Just to make my own list:
1- Dumbbell Incline Press (small incline)
2- Flat DB Press
If you want to add some new spice to your Chest routine, using the cross-over machine,
perform the first four sets of 10 of chest exercises, on your knees keeping both the left and right
guides attached to both "D" rings, parallel to your chest, knees together. Then, in the bent over position,
bending over at least 90 degrees, feet together, knock out another 4 sets of 10, then, perform the same
thing as the previous two, by standing in a half-bent-over position and knock out 4 sets of 10. Then, adjust
the cables to chest height, bringing the cables in front of you, parelled to the ground, for 4 sets of 10. Then,
using the lower cables, using the "D" rings, draw both cables in front of your face. If you survive this workout,
you will begin to overcome any chest plateaus.
free weights do more to increase tension put on your muscles, which is needed for growth, they require stabilization and assistance from secondary muscles as well. the list is set up in order of importance, the higher the exercise is on the list, the more often it should be in your routine...you are always encouraged to mix up your routine, so you would work in the other exercises
I gotcha. That makes sense and I must say that I get into a routine at the gym and should look to switch it up. I was thinking creating two different routines for the pecs.
Right now my I am doing both cables, reg bench press or incline press, and then incline dumbbells flys.
That would leave the other dumbbells like cross overs etc. as well as decline press that I am not doing. Is there a trick to alternating these or would it be fine to write them all down and cycle through each week?
i have just the thing for you...check out my 16 week chest training article...
Ahah... thanks bro, this is exactly what I am looking for.
Not only are the exercises separated the building rotation between weeks and then together is genius.
You rock man.
I agree about cables, they are a staple for me. I was wondering why such a targeted exercise like the cable crossover (upper) is ranked so low. I know that it is harder to stack, but that exercise has been pivotal for me. I'd much rather use them than the press machine.
Are you saying that I should be advancing into using these machines along with my incline press or is having the incline press along with several others on the list going to offer the same results?
The supernated grip doesn't seem to be too heavy on my triceps as long as I bring the bar to my lower chest and my grip is wide.
With a narrow grip and bringing the bar to the mid or upper chest it's basically a tricep excercise (kind like a JM press) and it the bar might slip out of your hands if your grip fails.
this is very true, and if you think about it, this is the pressing version of #7 on the list, the upright cable cross over. your hands are supinated, and you pull upward to hit your upper pecs...both movements are very similar and target the same area. i have always preferred the cable version.

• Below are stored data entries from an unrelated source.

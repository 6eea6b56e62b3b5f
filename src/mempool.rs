use std::sync::Arc;

use ethers::types::TxHash;
use futures::stream::{self, StreamExt};
use tokio::sync::{broadcast, oneshot};
use tracing::{info, warn};

use crate::decoder::PayloadDecoder;
use crate::filter::TransactionFilter;
use crate::node::{NodeClient, PendingSubscription};
use crate::store::{Epoch, TransactionStore};
use crate::types::{PendingTransaction, SessionEvent};

enum Exit {
    Stopped,
    StreamClosed,
}

/// Hash stream → fetch → filter → decode → store, for one session.
pub struct MempoolWatcher {
    node: Arc<dyn NodeClient>,
    filter: TransactionFilter,
    decoder: Arc<PayloadDecoder>,
    store: Arc<TransactionStore>,
    events: broadcast::Sender<SessionEvent>,
    concurrency: usize,
}

impl MempoolWatcher {
    pub fn new(
        node: Arc<dyn NodeClient>,
        filter: TransactionFilter,
        decoder: Arc<PayloadDecoder>,
        store: Arc<TransactionStore>,
        events: broadcast::Sender<SessionEvent>,
        concurrency: usize,
    ) -> Self {
        Self {
            node,
            filter,
            decoder,
            store,
            events,
            concurrency: concurrency.max(1),
        }
    }

    /// Runs until `stop` fires (or its sender is dropped) or the node closes
    /// the stream. In-flight fetches are dropped on exit and the subscription
    /// is released before returning.
    pub async fn run(self, mut subscription: PendingSubscription, epoch: Epoch, mut stop: oneshot::Receiver<()>) {
        info!("👀 Watching mempool for {:?}", self.filter.contract());

        let exit = {
            let hashes = stream::poll_fn(|cx| subscription.poll_hash(cx));
            let mut matches = hashes
                .map(|hash| self.resolve(hash))
                .buffer_unordered(self.concurrency);

            loop {
                tokio::select! {
                    biased;
                    _ = &mut stop => break Exit::Stopped,
                    next = matches.next() => match next {
                        Some(Some(tx)) => self.ingest(epoch, tx).await,
                        Some(None) => {}
                        None => break Exit::StreamClosed,
                    },
                }
            }
        };

        subscription.unsubscribe().await;

        match exit {
            Exit::Stopped => info!("Mempool watch for {:?} stopped", self.filter.contract()),
            Exit::StreamClosed => {
                let reason = "node closed the pending transaction stream".to_string();
                warn!("Mempool watch for {:?} ended: {}", self.filter.contract(), reason);
                let _ = self.events.send(SessionEvent::ConnectionLost { reason });
            }
        }
    }

    async fn resolve(&self, hash: TxHash) -> Option<PendingTransaction> {
        self.filter.resolve(self.node.as_ref(), hash).await
    }

    async fn ingest(&self, epoch: Epoch, tx: PendingTransaction) {
        let decoded = self.decoder.decode_bytes(&tx.input);
        let hash = tx.hash;
        let from = tx.from;
        if let Some(stored) = self.store.append(epoch, tx, decoded).await {
            info!("🎯 Pending transaction #{} {:?} from {:?}", stored.index, hash, from);
        }
    }
}
use chrono::Utc;
use tokio::sync::{broadcast, RwLock};
use tracing::trace;

use crate::types::{PendingTransaction, SessionEvent, StoredTransaction};

/// Handle proving an append belongs to the session that is still live.
#[derive(Debug, Clone, Copy, PartialEq, Eq)]
pub struct Epoch(u64);

#[derive(Default)]
struct Inner {
    epoch: u64,
    entries: Vec<StoredTransaction>,
}

/// Append-only list of matching transactions for the current session.
///
/// Duplicate hashes are kept: each observation is its own entry.
pub struct TransactionStore {
    inner: RwLock<Inner>,
    events: broadcast::Sender<SessionEvent>,
}

impl TransactionStore {
    pub fn new(events: broadcast::Sender<SessionEvent>) -> Self {
        Self {
            inner: RwLock::new(Inner::default()),
            events,
        }
    }

    pub async fn epoch(&self) -> Epoch {
        Epoch(self.inner.read().await.epoch)
    }

    /// Appends unless the store was cleared since `epoch` was taken.
    pub async fn append(&self, epoch: Epoch, tx: PendingTransaction, decoded: String) -> Option<StoredTransaction> {
        let mut inner = self.inner.write().await;
        if inner.epoch != epoch.0 {
            trace!("Dropping {:?} from a closed session", tx.hash);
            return None;
        }

        let stored = StoredTransaction {
            index: inner.entries.len(),
            tx,
            decoded,
            observed_at: Utc::now(),
        };
        inner.entries.push(stored.clone());
        // no receivers is fine
        let _ = self.events.send(SessionEvent::TransactionAdded(stored.clone()));
        Some(stored)
    }

    /// Empties the store and invalidates every outstanding epoch.
    pub async fn clear(&self) {
        let mut inner = self.inner.write().await;
        inner.epoch += 1;
        inner.entries.clear();
        let _ = self.events.send(SessionEvent::Cleared);
    }

    pub async fn get(&self, index: usize) -> Option<StoredTransaction> {
        self.inner.read().await.entries.get(index).cloned()
    }

    pub async fn snapshot(&self) -> Vec<StoredTransaction> {
        self.inner.read().await.entries.clone()
    }

    pub async fn len(&self) -> usize {
        self.inner.read().await.entries.len()
    }

    pub async fn is_empty(&self) -> bool {
        self.len().await == 0
    }
}
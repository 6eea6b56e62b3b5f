use std::path::Path;

use ethers::abi::Abi;

use crate::error::ConfigError;

// Interfaces the payload decoder recognises out of the box
pub fn get_erc20_abi() -> Result<Abi, ConfigError> {
    parse_builtin("erc20", &[
        "function transfer(address to, uint256 amount) returns (bool)",
        "function approve(address spender, uint256 amount) returns (bool)",
        "function transferFrom(address from, address to, uint256 amount) returns (bool)",
    ])
}

pub fn get_dex_router_abi() -> Result<Abi, ConfigError> {
    parse_builtin("uniswap-v2-router", &[
        "function swapExactTokensForTokens(uint amountIn, uint amountOutMin, address[] path, address to, uint deadline) returns (uint[] amounts)",
        "function swapTokensForExactTokens(uint amountOut, uint amountInMax, address[] path, address to, uint deadline) returns (uint[] amounts)",
        "function swapExactETHForTokens(uint amountOutMin, address[] path, address to, uint deadline) returns (uint[] amounts)",
        "function swapExactTokensForETH(uint amountIn, uint amountOutMin, address[] path, address to, uint deadline) returns (uint[] amounts)",
        "function swapETHForExactTokens(uint amountOut, address[] path, address to, uint deadline) returns (uint[] amounts)",
        "function addLiquidity(address tokenA, address tokenB, uint amountADesired, uint amountBDesired, uint amountAMin, uint amountBMin, address to, uint deadline) returns (uint amountA, uint amountB, uint liquidity)",
        "function removeLiquidity(address tokenA, address tokenB, uint liquidity, uint amountAMin, uint amountBMin, address to, uint deadline) returns (uint amountA, uint amountB)",
    ])
}

/// Reads a standard JSON ABI, e.g. one exported from a block explorer.
pub fn load_abi_file(path: &Path) -> Result<Abi, ConfigError> {
    let abi_error = |reason: String| ConfigError::Abi {
        path: path.display().to_string(),
        reason,
    };
    let raw = std::fs::read_to_string(path).map_err(|e| abi_error(e.to_string()))?;
    serde_json::from_str(&raw).map_err(|e| abi_error(e.to_string()))
}

/// Built-in interfaces, preceded by the user's ABI when one is configured.
pub fn known_interfaces(extra: Option<&Path>) -> Result<Vec<Abi>, ConfigError> {
    let mut abis = Vec::new();
    if let Some(path) = extra {
        abis.push(load_abi_file(path)?);
    }
    abis.push(get_erc20_abi()?);
    abis.push(get_dex_router_abi()?);
    Ok(abis)
}

fn parse_builtin(name: &str, signatures: &[&str]) -> Result<Abi, ConfigError> {
    ethers::abi::parse_abi(signatures).map_err(|e| ConfigError::Abi {
        path: format!("<builtin {}>", name),
        reason: e.to_string(),
    })
}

the supinated grip is actually pretty heavy on the triceps however, the ideal incline press on the smith machine takes much of the deltoid work and stabilization requirement out of the picture, and these are the only negatives against the incline press making it's smith machine counterpart top notch...
as for the dips, i agree they're a great exercise but i will be posting about them in the future in relation to triceps exercises
Thanks, Dustin. I will make the incline smith press a priority in my next routine, based on your advice.

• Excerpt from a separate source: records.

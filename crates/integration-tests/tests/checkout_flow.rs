//! End-to-end tests for the point-of-sale flow.
//!
//! Cart, checkout, stock, invoices and reports working against real
//! documents in a temporary data directory.

#![allow(clippy::unwrap_used)]

use chrono::{Datelike, Utc};
use rust_decimal::Decimal;

use storekeeper_backoffice::AppError;
use storekeeper_backoffice::services::{
    CartSession, CheckoutRequest, monthly_summary, render_monthly_report,
};
use storekeeper_core::{CurrencyCode, OrderStatus, PaymentMethod, UserRole};
use storekeeper_integration_tests::{TestStore, actor, seed_category, seed_product};

fn request(phone: &str) -> CheckoutRequest {
    CheckoutRequest {
        customer_name: "Ana Lopez".to_string(),
        phone: phone.to_string(),
        payment_method: PaymentMethod::Cash,
    }
}

// =============================================================================
// Cart
// =============================================================================

/// Stock is only checked against the cart, not reserved: the store still
/// shows 5 units of A after the cart holds all of them.
#[test]
fn test_cart_reserves_nothing_but_caps_at_stock() {
    let mut store = TestStore::new();
    let category = seed_category(&mut store.state, "Snacks");
    let a = seed_product(&mut store.state, &category, "A", 1_000, 5);
    let b = seed_product(&mut store.state, &category, "B", 500, 0);

    let mut cart = CartSession::new();
    assert!(matches!(
        cart.add_item(&b, 1),
        Err(AppError::InsufficientStock { .. })
    ));
    cart.add_item(&a, 5).unwrap();
    assert!(matches!(
        cart.add_item(&a, 1),
        Err(AppError::InsufficientStock {
            requested: 6,
            available: 5,
            ..
        })
    ));

    let stored = store.state.catalog().get_product(&a.id).unwrap();
    assert_eq!(stored.quantity_in_stock, 5);
    assert_eq!(cart.item_count(), 5);
}

// =============================================================================
// Checkout
// =============================================================================

#[test]
fn test_checkout_two_units_at_ten() {
    let mut store = TestStore::new();
    let category = seed_category(&mut store.state, "Snacks");
    let a = seed_product(&mut store.state, &category, "A", 1_000, 5);
    let clerk = actor("clerk", UserRole::Employee);

    let mut cart = CartSession::new();
    cart.add_item(&a, 2).unwrap();
    let order = store
        .state
        .checkout()
        .checkout(&mut cart, &request("0912345678"), Some(&clerk))
        .unwrap();

    assert_eq!(order.total_amount, Decimal::new(2_000, 2));
    assert_eq!(order.items.len(), 1);
    assert_eq!(order.status, OrderStatus::Completed);
    assert!(cart.is_empty());

    let mut reopened = store.reopen();
    let stored = reopened.catalog().get_product(&a.id).unwrap();
    assert_eq!(stored.quantity_in_stock, 3);
    assert!(stored.last_restocked.is_some());
    assert_eq!(reopened.orders().all_orders().unwrap(), vec![order.clone()]);

    let json = store.document_json("orders.json");
    assert_eq!(json[0]["id"], order.id.as_str());
    assert_eq!(json[0]["total_amount"], "20.00");
}

#[test]
fn test_checkout_with_empty_cart_changes_nothing() {
    let mut store = TestStore::new();
    let category = seed_category(&mut store.state, "Snacks");
    seed_product(&mut store.state, &category, "A", 1_000, 5);
    let products_before = store.document("products.json");

    let result = store.state.checkout().checkout(
        &mut CartSession::new(),
        &request("0912345678"),
        Some(&actor("clerk", UserRole::Employee)),
    );

    assert!(matches!(result, Err(AppError::InvalidInput(_))));
    assert_eq!(store.document("products.json"), products_before);
    assert_eq!(store.document("orders.json"), "[]");
}

#[test]
fn test_checkout_phone_validation() {
    let mut store = TestStore::new();
    let category = seed_category(&mut store.state, "Snacks");
    let a = seed_product(&mut store.state, &category, "A", 1_000, 5);
    let clerk = actor("clerk", UserRole::Employee);

    for bad in ["123456789", "09123", "0812345678", "09123456ab", ""] {
        let mut cart = CartSession::new();
        cart.add_item(&a, 1).unwrap();
        let result = store
            .state
            .checkout()
            .checkout(&mut cart, &request(bad), Some(&clerk));
        assert!(
            matches!(result, Err(AppError::InvalidInput(_))),
            "{bad:?} should be rejected"
        );
        assert_eq!(cart.item_count(), 1);
    }

    let mut cart = CartSession::new();
    cart.add_item(&a, 1).unwrap();
    let order = store
        .state
        .checkout()
        .checkout(&mut cart, &request("0912345678"), Some(&clerk))
        .unwrap();
    assert_eq!(order.customer_phone, "0912345678");
}

/// Two carts built from the same stock: the second checkout must fail and
/// leave the first sale intact.
#[test]
fn test_second_cart_cannot_oversell() {
    let mut store = TestStore::new();
    let category = seed_category(&mut store.state, "Snacks");
    let a = seed_product(&mut store.state, &category, "A", 1_000, 3);
    let b = seed_product(&mut store.state, &category, "B", 250, 10);
    let clerk = actor("clerk", UserRole::Employee);

    let mut first = CartSession::new();
    first.add_item(&a, 2).unwrap();
    let mut second = CartSession::new();
    second.add_item(&b, 1).unwrap();
    second.add_item(&a, 2).unwrap();

    store
        .state
        .checkout()
        .checkout(&mut first, &request("0912345678"), Some(&clerk))
        .unwrap();
    let err = store
        .state
        .checkout()
        .checkout(&mut second, &request("0987654321"), Some(&clerk))
        .unwrap_err();
    assert!(matches!(err, AppError::InsufficientStock { .. }));

    // B was not decremented even though its line came first
    let mut catalog = store.state.catalog();
    assert_eq!(catalog.get_product(&a.id).unwrap().quantity_in_stock, 1);
    assert_eq!(catalog.get_product(&b.id).unwrap().quantity_in_stock, 10);
    assert_eq!(catalog.list_products().unwrap().len(), 2);
    assert_eq!(store.state.orders().all_orders().unwrap().len(), 1);
    assert_eq!(second.item_count(), 3);
}

// =============================================================================
// Invoices and reports
// =============================================================================

#[test]
fn test_invoice_and_monthly_report_after_sales() {
    let mut store = TestStore::with_config(|config| {
        config.store_name = "CORNER SHOP".to_string();
        config.tax_rate = Decimal::new(10, 2);
    });
    let category = seed_category(&mut store.state, "Snacks");
    let chips = seed_product(&mut store.state, &category, "Chips", 150, 100);
    let cola = seed_product(&mut store.state, &category, "Cola", 200, 100);
    let clerk = actor("clerk", UserRole::Employee);

    let mut cart = CartSession::new();
    cart.add_item(&chips, 4).unwrap();
    cart.add_item(&cola, 1).unwrap();
    let order = store
        .state
        .checkout()
        .checkout(&mut cart, &request("0912345678"), Some(&clerk))
        .unwrap();

    let invoice = store.state.invoices().generate_invoice(&order).unwrap();
    assert!(invoice.content.contains("CORNER SHOP"));
    assert!(invoice.content.contains(&format!("Invoice ID: {}", order.id)));
    assert!(invoice.content.contains("Tax (10%):"));
    assert!(invoice.content.contains("$8.80"));
    assert_eq!(
        store.state.invoices().latest_for_order(&order.id).unwrap(),
        Some(invoice)
    );

    cart.add_item(&cola, 3).unwrap();
    store
        .state
        .checkout()
        .checkout(&mut cart, &request("0912345678"), Some(&clerk))
        .unwrap();

    let now = Utc::now();
    let orders = store
        .state
        .orders()
        .orders_by_month(now.year(), now.month())
        .unwrap();
    let summary = monthly_summary(&orders, now.year(), now.month());
    assert_eq!(summary.order_count, 2);
    assert_eq!(summary.units_sold, 8);
    assert_eq!(summary.revenue, Decimal::new(1_400, 2));
    assert_eq!(summary.top_products[0].product_name, "Chips");
    assert_eq!(summary.top_products[1].product_name, "Cola");

    assert_eq!(
        store
            .state
            .orders()
            .monthly_revenue(now.year(), now.month())
            .unwrap(),
        summary.revenue
    );

    let text = render_monthly_report(now.year(), now.month(), &summary, CurrencyCode::USD);
    assert!(text.contains("Total Revenue: $14.00"));
    assert!(text.contains("  Chips: 4 units"));
}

I appreciate the comment about controlling the weight in the bench press.
Where would dips fit in? It's a nice compound movement and if done with a leaning forward motion, they seem to be similar to decline presses.
On another note, Jim Stoppani recently wrote about research indicating that performing a bench press with a supinated grip activates much more of the upper pectorals than incline presses, which put much more stress on the front deltoids. I'm not sure how heavy one can go with that grip, though, over the long term.